18 enero 2009

Erase una vez...

... en un reino muy, muy lejano, en el que vivía un Principe, de nombre Genla. El Principe recibía cada día en su salón a todo aquel que quería pedirle algúna cosa: ganaderos que pedían nuevos cercados para sus animales, orfebres que querían una feria para mostrar sus creaciones, campesinos que deseaban más canales para regar sus campos, artistas que ofrecian sus dotes para las fiestas que se celebraban en palacio, ... alquimistas, músicos, bailarines, toneleros, maestros armeros, herreros. Todos acudían a ver al Príncipe, que a todos ellos intentaba contentar en sus peticiones. Y siempre con una sonrisa en los labios.

Sin embargo, un día el Príncipe escucho una conversación mientras paseaba por sus jardines: ese día un carcinero se había presentado al Príncipe, solicitandole que su carnicería obtubiese más beneficios, ya que había de casar a su hija y necesitaba dinero. Como siempre hacía, el Principe le escucho atentamente, y lamentó de corazón no poder hacer nada al respecto, ya que no estaba en sus manos lo que el carnicero le pedía. Pues bien, lo que el Príncipe Genla escuchó esa tarde en los jardínes fue al carnicero y otros de sus subditos quejándose del mal hacer del Príncipe, que no había atendido a sus demandas. En ese momento el Príncipe se dió cuenta que, por mucho que hiciese, nunca sería suficiente para alguien tan egoísta.

Desde ese día, el Principe Genla siguió atendiendo sus obligaciones, pero algo había cambiado en su actitud.

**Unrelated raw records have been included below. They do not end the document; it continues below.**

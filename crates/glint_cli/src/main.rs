//! Glint CLI - render and inspect triangle meshes.

use std::path::PathBuf;

use anyhow::Result;
use clap::{Parser, Subcommand};

mod commands;

#[derive(Parser)]
#[command(name = "glint")]
#[command(version, about = "Glint - a small deterministic CPU ray tracer")]
struct Cli {
    #[command(subcommand)]
    command: Commands,
}

#[derive(Subcommand)]
enum Commands {
    /// Render a mesh over the ground plane to an image file.
    Render {
        /// Path to the mesh (`v`/`f` text format).
        mesh: PathBuf,

        /// Output image; `.png` writes PNG, anything else ASCII PPM.
        #[arg(short, long, default_value = "render.png")]
        output: PathBuf,

        /// Image width in pixels (overrides the config file).
        #[arg(long)]
        width: Option<u32>,

        /// Image height in pixels (overrides the config file).
        #[arg(long)]
        height: Option<u32>,

        /// Render config (JSON). Missing fields use the defaults.
        #[arg(short, long)]
        config: Option<PathBuf>,

        /// Render on the calling thread only.
        #[arg(long)]
        serial: bool,

        /// Give up after this many milliseconds.
        #[arg(long)]
        deadline_ms: Option<u64>,
    },

    /// Print statistics about a mesh file.
    Inspect {
        /// Path to the mesh.
        mesh: PathBuf,
    },
}

fn main() -> Result<()> {
    env_logger::Builder::from_env(env_logger::Env::default().default_filter_or("info")).init();

    let cli = Cli::parse();

    match cli.command {
        Commands::Render {
            mesh,
            output,
            width,
            height,
            config,
            serial,
            deadline_ms,
        } => commands::render(commands::RenderArgs {
            mesh,
            output,
            width,
            height,
            config,
            serial,
            deadline_ms,
        }),
        Commands::Inspect { mesh } => commands::inspect(&mesh),
    }
}
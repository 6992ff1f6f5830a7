//! Triangle intersection for ray tracing.
//!
//! Uses the Möller-Trumbore algorithm for ray-triangle intersection.
//! Meshes are intersected by a linear scan over their faces.

use crate::hittable::{HitInfo, Hittable, ObjectTag};
use glint_core::Mesh;
use glint_math::{Ray, Vec3};

/// Threshold for the parallel test and the minimum accepted distance.
pub const TRIANGLE_EPSILON: f32 = 1e-6;

/// Result of a successful ray-triangle test.
#[derive(Debug, Clone, Copy, PartialEq)]
pub struct TriangleHit {
    /// Distance along the ray, in units of the ray direction
    pub t: f32,
    /// Unit normal following the triangle winding
    pub normal: Vec3,
}

/// Möller-Trumbore ray-triangle intersection.
///
/// Hits at `t <= 1e-6` are rejected, which excludes the triangle a
/// secondary ray starts on as well as everything behind the origin.
pub fn intersect_ray_triangle(ray: &Ray, v0: Vec3, v1: Vec3, v2: Vec3) -> Option<TriangleHit> {
    let edge1 = v1 - v0;
    let edge2 = v2 - v0;

    let h = ray.direction.cross(edge2);
    let a = edge1.dot(h);

    // Ray is parallel to triangle
    if a.abs() < TRIANGLE_EPSILON {
        return None;
    }

    let f = 1.0 / a;
    let s = ray.origin - v0;
    let u = f * s.dot(h);

    if !(0.0..=1.0).contains(&u) {
        return None;
    }

    let q = s.cross(edge1);
    let v = f * ray.direction.dot(q);

    if v < 0.0 || u + v > 1.0 {
        return None;
    }

    let t = f * edge2.dot(q);
    if t <= TRIANGLE_EPSILON {
        return None;
    }

    Some(TriangleHit {
        t,
        normal: edge1.cross(edge2).normalize(),
    })
}

impl Hittable for Mesh {
    /// Closest face hit, scanning faces in storage order.
    ///
    /// A later face only wins on a strictly smaller `t`, so ties go to the
    /// face stored first. NaN distances never win.
    fn hit(&self, ray: &Ray, closest: f32) -> Option<HitInfo> {
        let mut best: Option<TriangleHit> = None;
        let mut closest_so_far = closest;

        for [v0, v1, v2] in self.triangles() {
            if let Some(tri) = intersect_ray_triangle(ray, v0, v1, v2) {
                if tri.t < closest_so_far {
                    closest_so_far = tri.t;
                    best = Some(tri);
                }
            }
        }

        best.map(|tri| HitInfo {
            t: tri.t,
            position: ray.at(tri.t),
            normal: tri.normal,
            object: ObjectTag::Mesh,
        })
    }
}
//! Simple ray tracer example.
//!
//! Renders a small pyramid above the ground plane and saves to PPM format.

use glint_core::{parse_obj, Scene};
use glint_renderer::{render, RenderConfig};
use std::fs::File;
use std::io::BufWriter;

const PYRAMID: &str = "\
# square base at y = -0.5, apex at y = 0.7
v -0.6 -0.5 0.6
v 0.6 -0.5 0.6
v 0.6 -0.5 -0.6
v -0.6 -0.5 -0.6
v 0.0 0.7 0.0
f 1 2 5
f 2 3 5
f 3 4 5
f 4 1 5
f 1 4 3
f 1 3 2
";

fn main() -> Result<(), Box<dyn std::error::Error>> {
    println!("Glint Ray Tracer - Simple Example");
    println!("=================================");

    let start = std::time::Instant::now();
    let scene = Scene::new(parse_obj(PYRAMID)?);
    println!(
        "Scene built in {:?} ({} faces)",
        start.elapsed(),
        scene.mesh().face_count()
    );

    let config = RenderConfig::default().with_resolution(400, 300);
    println!("Rendering {}x{}...", config.width, config.height);

    let start = std::time::Instant::now();
    let image = render(&scene, &config);
    println!("Rendered in {:?}", start.elapsed());

    let filename = "output.ppm";
    image.write_ppm(BufWriter::new(File::create(filename)?))?;
    println!("Saved to {}", filename);

    Ok(())
}
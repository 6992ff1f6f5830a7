//! Ray intersection with the bounded ground plane.

use crate::hittable::{HitInfo, Hittable, ObjectTag};
use glint_core::GroundPlane;
use glint_math::{Interval, Ray};

/// Rays whose direction has a smaller y magnitude count as parallel.
const PARALLEL_EPSILON: f32 = 1e-6;

impl Hittable for GroundPlane {
    fn hit(&self, ray: &Ray, closest: f32) -> Option<HitInfo> {
        if ray.direction.y.abs() < PARALLEL_EPSILON {
            return None;
        }

        let t = (self.height - ray.origin.y) / ray.direction.y;
        if !Interval::new(0.0, closest).surrounds(t) {
            return None;
        }

        let position = ray.at(t);
        let footprint = self.footprint();
        if !footprint.contains(position.x) || !footprint.contains(position.z) {
            return None;
        }

        Some(HitInfo {
            t,
            position,
            normal: self.normal(),
            object: ObjectTag::Ground,
        })
    }
}
//! Camera for ray generation.
//!
//! A fixed pinhole looking down -Z. Pixel `(x, y)` maps to normalized
//! device coordinates `ndc_x = 2x / width - 1`, `ndc_y = 1 - 2y / height`
//! and the ray points at `(ndc_x, ndc_y, -1)` from the camera position.
//! There is no aspect correction and no sub-pixel offset.

use glint_math::{Ray, Vec3};

#[derive(Debug, Clone, Copy, PartialEq)]
pub struct Camera {
    pub position: Vec3,
    pub image_width: u32,
    pub image_height: u32,
}

impl Camera {
    pub fn new(position: Vec3, image_width: u32, image_height: u32) -> Self {
        Self {
            position,
            image_width,
            image_height,
        }
    }

    /// Normalized device coordinates of pixel `(x, y)`.
    #[inline]
    pub fn ndc(&self, x: u32, y: u32) -> (f32, f32) {
        let ndc_x = 2.0 * x as f32 / self.image_width as f32 - 1.0;
        let ndc_y = 1.0 - 2.0 * y as f32 / self.image_height as f32;
        (ndc_x, ndc_y)
    }

    /// Generate the primary ray for pixel `(x, y)`, with a unit direction.
    pub fn get_ray(&self, x: u32, y: u32) -> Ray {
        let (ndc_x, ndc_y) = self.ndc(x, y);
        Ray::new(self.position, Vec3::new(ndc_x, ndc_y, -1.0).normalize())
    }
}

Tiempo después, mientras bajaba una escalinata de palacio, el Príncipe tropezó y, sin que ninguno de sus asistentes pudiese hacer nada para impedirlo, cayó al suelo. Cual fue la sorpresa de todos al ver que el Príncipe Genla, al golpear contra una de las columnas, se rompía en mil pedazos.

De pronto todos comprendieron. Desde que el Príncipe se dió cuenta del egoísmo que le rodeaba, había perdido su alegría, y poco a poco había ido secándose por dentro, hasta quedar hueco.